The relevant time period in which the bona fide negotiations issue must be examined demands the court's initial determination. The Eminent Domain Act of 1971 appears to set out two negotiation periods. The first is the pre-complaint filing period. Under N.J.S.A. 20:3-6 bona fide negotiations must have occurred, culminating in either agreement and settlement or in disagreement, which, after 14 days from the mailing of the offer so designated, enables the State to file the condemnation complaint. Jersey City v. Realty Transfer Co. , 129 N.J. Super. 570, 574 (App.Div.1974). In the present case this would translate into the period from March 16, 1979, the date of the first meeting, up to and including May 11, 1979, when there was no reply to the State's offer and thus the complaint was filed.

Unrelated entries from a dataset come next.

//! Deployment plan types and construction.
//!
//! This module defines the ordered step sequence that turns an old snapshot
//! into a new one, and the [`PlanBuilder`] that derives it from per-resource
//! diffs and provider callbacks.

use chrono::{DateTime, Utc};
use colored::Color;
use std::collections::{BTreeMap, HashSet};
use std::fmt;
use tracing::{debug, error, info};

use crate::error::{PlanError, Result, StratumError};
use crate::provider::ProviderRegistry;
use crate::resource::{PropertyKey, PropertyMap, ResourceState, Snapshot, TypeToken, Urn};

use super::diff::{DiffEngine, ObjectDiff};

/// Property whose change always forces a replacement.
pub const NAME_PROPERTY: &str = "name";

/// Kind of change a step performs.
///
/// The declaration order is the canonical order used for summaries.
#[derive(Debug, Clone, Copy, PartialEq, Eq, PartialOrd, Ord, Hash)]
pub enum StepOp {
    /// Nothing changes. Only used to render unchanged resources.
    Same,
    /// A new resource is created.
    Create,
    /// A resource is updated in place.
    Update,
    /// A resource is deleted.
    Delete,
    /// The new copy of a replaced resource is created.
    ReplaceCreate,
    /// The old copy of a replaced resource is deleted.
    ReplaceDelete,
}

/// One planned change to a single resource.
#[derive(Debug, Clone)]
pub struct Step {
    /// Operation performed.
    pub op: StepOp,
    /// Resource identity.
    pub urn: Urn,
    /// Resource type.
    pub type_token: TypeToken,
    /// Recorded state before the step, if the resource existed.
    pub old: Option<ResourceState>,
    /// Desired state after the step, if the resource should exist.
    pub new: Option<ResourceState>,
    /// Property diff between old and new, for updates and replacements.
    pub diff: Option<ObjectDiff>,
}

/// An ordered sequence of steps transforming one snapshot into another.
#[derive(Debug, Clone)]
pub struct Plan {
    environment: String,
    created_at: DateTime<Utc>,
    steps: Vec<Step>,
    unchanged: Vec<ResourceState>,
    replaces: BTreeMap<Urn, Vec<PropertyKey>>,
    base: Snapshot,
    desired_order: Vec<Urn>,
}

/// Number of steps per operation.
#[derive(Debug, Clone, Default, PartialEq, Eq)]
pub struct OpCounts {
    counts: BTreeMap<StepOp, usize>,
}

/// Builds plans by diffing snapshots and consulting providers.
#[derive(Debug)]
pub struct PlanBuilder<'a> {
    providers: &'a ProviderRegistry,
    engine: DiffEngine,
}

impl StepOp {
    /// All operations in canonical order.
    pub const ALL: [Self; 6] = [
        Self::Same,
        Self::Create,
        Self::Update,
        Self::Delete,
        Self::ReplaceCreate,
        Self::ReplaceDelete,
    ];

    /// Returns true for the two halves of a replacement.
    #[must_use]
    pub const fn is_replacement(self) -> bool {
        matches!(self, Self::ReplaceCreate | Self::ReplaceDelete)
    }

    /// Two-character leader printed before a resource or property.
    #[must_use]
    pub const fn prefix(self) -> &'static str {
        match self {
            Self::Same => "  ",
            Self::Create => "+ ",
            Self::Update => "~ ",
            Self::Delete => "- ",
            Self::ReplaceCreate => "++",
            Self::ReplaceDelete => "--",
        }
    }

    /// Text appended after a step's header line.
    #[must_use]
    pub const fn suffix(self) -> &'static str {
        match self {
            Self::ReplaceCreate => " (replacement)",
            Self::ReplaceDelete => " (replaced)",
            _ => "",
        }
    }

    /// Display colour, or `None` for plain text.
    #[must_use]
    pub const fn color(self) -> Option<Color> {
        match self {
            Self::Same => None,
            Self::Create => Some(Color::Green),
            Self::Update => Some(Color::Yellow),
            Self::Delete => Some(Color::Red),
            Self::ReplaceCreate => Some(Color::BrightGreen),
            Self::ReplaceDelete => Some(Color::BrightRed),
        }
    }

    /// Past-tense verb used in summaries.
    #[must_use]
    pub const fn past_tense(self) -> &'static str {
        match self {
            Self::Same => "unchanged",
            Self::Create => "created",
            Self::Update => "updated",
            Self::Delete => "deleted",
            Self::ReplaceCreate => "replace-created",
            Self::ReplaceDelete => "replace-deleted",
        }
    }
}

impl fmt::Display for StepOp {
    fn fmt(&self, f: &mut fmt::Formatter<'_>) -> fmt::Result {
        let s = match self {
            Self::Same => "same",
            Self::Create => "create",
            Self::Update => "update",
            Self::Delete => "delete",
            Self::ReplaceCreate => "replace-create",
            Self::ReplaceDelete => "replace-delete",
        };
        write!(f, "{s}")
    }
}

impl Step {
    fn create(new: ResourceState) -> Self {
        Self {
            op: StepOp::Create,
            urn: new.urn.clone(),
            type_token: new.type_token.clone(),
            old: None,
            new: Some(new),
            diff: None,
        }
    }

    fn update(op: StepOp, old: ResourceState, new: ResourceState, diff: ObjectDiff) -> Self {
        Self {
            op,
            urn: new.urn.clone(),
            type_token: new.type_token.clone(),
            old: Some(old),
            new: Some(new),
            diff: Some(diff),
        }
    }

    fn delete(op: StepOp, old: ResourceState) -> Self {
        Self {
            op,
            urn: old.urn.clone(),
            type_token: old.type_token.clone(),
            old: Some(old),
            new: None,
            diff: None,
        }
    }

    /// The properties to show for this step: new ones if any, else old ones.
    #[must_use]
    pub fn properties(&self) -> Option<&PropertyMap> {
        self.new
            .as_ref()
            .or(self.old.as_ref())
            .map(|r| &r.properties)
    }
}

impl fmt::Display for Step {
    fn fmt(&self, f: &mut fmt::Formatter<'_>) -> fmt::Result {
        write!(f, "{} {}{}", self.op, self.urn, self.op.suffix())
    }
}

impl Plan {
    /// Environment the plan deploys to.
    #[must_use]
    pub fn environment(&self) -> &str {
        &self.environment
    }

    /// When the plan was built.
    #[must_use]
    pub const fn created_at(&self) -> DateTime<Utc> {
        self.created_at
    }

    /// Steps in execution order.
    #[must_use]
    pub fn steps(&self) -> &[Step] {
        &self.steps
    }

    /// Resources that need no change, in desired order.
    #[must_use]
    pub fn unchanged(&self) -> &[ResourceState] {
        &self.unchanged
    }

    /// Properties that forced the given resource to be replaced.
    #[must_use]
    pub fn replaces(&self, urn: &Urn) -> &[PropertyKey] {
        self.replaces.get(urn).map(Vec::as_slice).unwrap_or_default()
    }

    /// The snapshot the plan starts from.
    #[must_use]
    pub const fn base(&self) -> &Snapshot {
        &self.base
    }

    /// URNs of the desired snapshot, in dependency order.
    #[must_use]
    pub fn desired_order(&self) -> &[Urn] {
        &self.desired_order
    }

    /// Returns true if nothing would change.
    #[must_use]
    pub fn is_empty(&self) -> bool {
        self.steps.is_empty()
    }

    /// Number of steps.
    #[must_use]
    pub fn len(&self) -> usize {
        self.steps.len()
    }

    /// Counts the planned steps per operation.
    #[must_use]
    pub fn op_counts(&self) -> OpCounts {
        let mut counts = OpCounts::default();
        for step in &self.steps {
            counts.record(step.op);
        }
        counts
    }

    /// Builds the snapshot that applying every step would produce.
    ///
    /// Resources created by the plan have no ID yet.
    #[must_use]
    pub fn desired_snapshot(&self) -> Snapshot {
        let resources = self
            .desired_order
            .iter()
            .filter_map(|urn| {
                self.steps
                    .iter()
                    .find(|s| &s.urn == urn && s.new.is_some())
                    .and_then(|s| {
                        s.new.clone().map(|mut new| {
                            if new.id.is_none() && s.op == StepOp::Update {
                                new.id = s.old.as_ref().and_then(|o| o.id.clone());
                            }
                            new
                        })
                    })
                    .or_else(|| self.unchanged.iter().find(|r| &r.urn == urn).cloned())
            })
            .collect();
        Snapshot::new(self.environment.clone(), resources)
    }
}

impl OpCounts {
    /// Counts one more step of the given operation.
    pub fn record(&mut self, op: StepOp) {
        *self.counts.entry(op).or_insert(0) += 1;
    }

    /// Count for one operation.
    #[must_use]
    pub fn get(&self, op: StepOp) -> usize {
        self.counts.get(&op).copied().unwrap_or(0)
    }

    /// Summary lines as `(label, count)` in canonical order.
    ///
    /// Unless `show_replace_steps` is set, a replacement pair is reported
    /// once as `replace` and its delete half is left out.
    #[must_use]
    pub fn lines(&self, show_replace_steps: bool) -> Vec<(StepOp, usize)> {
        StepOp::ALL
            .iter()
            .copied()
            .filter(|op| show_replace_steps || *op != StepOp::ReplaceDelete)
            .map(|op| (op, self.get(op)))
            .filter(|(_, n)| *n > 0)
            .collect()
    }

    /// Total number of changes, consistent with [`OpCounts::lines`].
    #[must_use]
    pub fn total(&self, show_replace_steps: bool) -> usize {
        self.lines(show_replace_steps).iter().map(|(_, n)| n).sum()
    }
}

impl<'a> PlanBuilder<'a> {
    /// Creates a builder backed by the given providers.
    #[must_use]
    pub const fn new(providers: &'a ProviderRegistry) -> Self {
        Self {
            providers,
            engine: DiffEngine::new(),
        }
    }

    /// Builds a plan from an old and a new snapshot.
    ///
    /// A missing old snapshot means a first deployment; a missing new one
    /// means everything is destroyed.
    ///
    /// # Errors
    ///
    /// Returns an error if a snapshot repeats a URN, a type has no provider,
    /// a provider rejects the desired properties, or a provider call fails.
    pub async fn build(&self, old: Option<&Snapshot>, new: Option<&Snapshot>) -> Result<Plan> {
        let environment = new
            .or(old)
            .map(|s| s.environment.clone())
            .ok_or_else(|| StratumError::internal("a plan needs an old or a new snapshot"))?;
        let base = old.cloned().unwrap_or_else(|| Snapshot::empty(&environment));
        let desired = new.cloned().unwrap_or_else(|| Snapshot::empty(&environment));
        base.ensure_unique()?;
        desired.ensure_unique()?;

        self.check(&desired).await?;

        let mut steps = Vec::new();
        let mut unchanged = Vec::new();
        let mut replaces = BTreeMap::new();

        for res in &desired.resources {
            let Some(prior) = base.get(&res.urn) else {
                debug!("{} is new", res.urn);
                steps.push(Step::create(res.clone()));
                continue;
            };

            let Some(diff) = self.engine.diff(&prior.properties, &res.properties) else {
                debug!("{} is unchanged", res.urn);
                unchanged.push(prior.clone());
                continue;
            };

            let causes = self.replacement_causes(prior, res, &diff).await?;
            if causes.is_empty() {
                debug!("{} will be updated", res.urn);
                steps.push(Step::update(StepOp::Update, prior.clone(), res.clone(), diff));
            } else {
                debug!("{} will be replaced because of {}", res.urn, causes.join(", "));
                steps.push(Step::update(StepOp::ReplaceCreate, prior.clone(), res.clone(), diff));
                steps.push(Step::delete(StepOp::ReplaceDelete, prior.clone()));
                replaces.insert(res.urn.clone(), causes);
            }
        }

        let kept: HashSet<&Urn> = desired.resources.iter().map(|r| &r.urn).collect();
        for res in base.resources.iter().rev() {
            if !kept.contains(&res.urn) {
                debug!("{} will be deleted", res.urn);
                steps.push(Step::delete(StepOp::Delete, res.clone()));
            }
        }

        info!(
            "Planned {} step(s) for environment '{environment}' ({} unchanged)",
            steps.len(),
            unchanged.len()
        );

        Ok(Plan {
            desired_order: desired.resources.iter().map(|r| r.urn.clone()).collect(),
            environment,
            created_at: Utc::now(),
            steps,
            unchanged,
            replaces,
            base,
        })
    }

    /// Runs provider validation over every desired resource.
    async fn check(&self, desired: &Snapshot) -> Result<()> {
        for res in &desired.resources {
            let provider = self.providers.provider_for(&res.type_token)?;
            let failures = provider
                .check(&res.type_token, &res.properties)
                .await
                .map_err(|source| PlanError::ProviderFailed {
                    urn: res.urn.clone(),
                    source,
                })?;
            if !failures.is_empty() {
                for failure in &failures {
                    error!("{}: {} {}", res.urn, failure.property, failure.reason);
                }
                return Err(PlanError::CheckFailed {
                    urn: res.urn.clone(),
                    failures,
                }
                .into());
            }
        }
        Ok(())
    }

    /// Collects the keys that force a replacement: a changed name, plus
    /// whatever the provider declares.
    async fn replacement_causes(
        &self,
        old: &ResourceState,
        new: &ResourceState,
        diff: &ObjectDiff,
    ) -> Result<Vec<PropertyKey>> {
        let mut causes = Vec::new();
        if diff.changed(NAME_PROPERTY) {
            causes.push(PropertyKey::from(NAME_PROPERTY));
        }

        // Without an ID the provider has nothing to inspect.
        let Some(id) = &old.id else {
            return Ok(causes);
        };

        let provider = self.providers.provider_for(&new.type_token)?;
        let declared = provider
            .inspect_change(&new.type_token, id, &old.properties, &new.properties, diff)
            .await
            .map_err(|source| PlanError::ProviderFailed {
                urn: new.urn.clone(),
                source,
            })?;
        for key in declared {
            if !causes.contains(&key) {
                causes.push(key);
            }
        }
        Ok(causes)
    }
}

The second time period for negotiations is that occurring "during the pendency of the action," N.J.S.A. 20:3-14, upon which agreement may be made on any or all items of compensation. Since the action can only be pending after the filing of the complaint, N.J.S.A. 20:3-8, this post-filing period would constitute, in the instant case, those discussions between the parties after May 11, 1979.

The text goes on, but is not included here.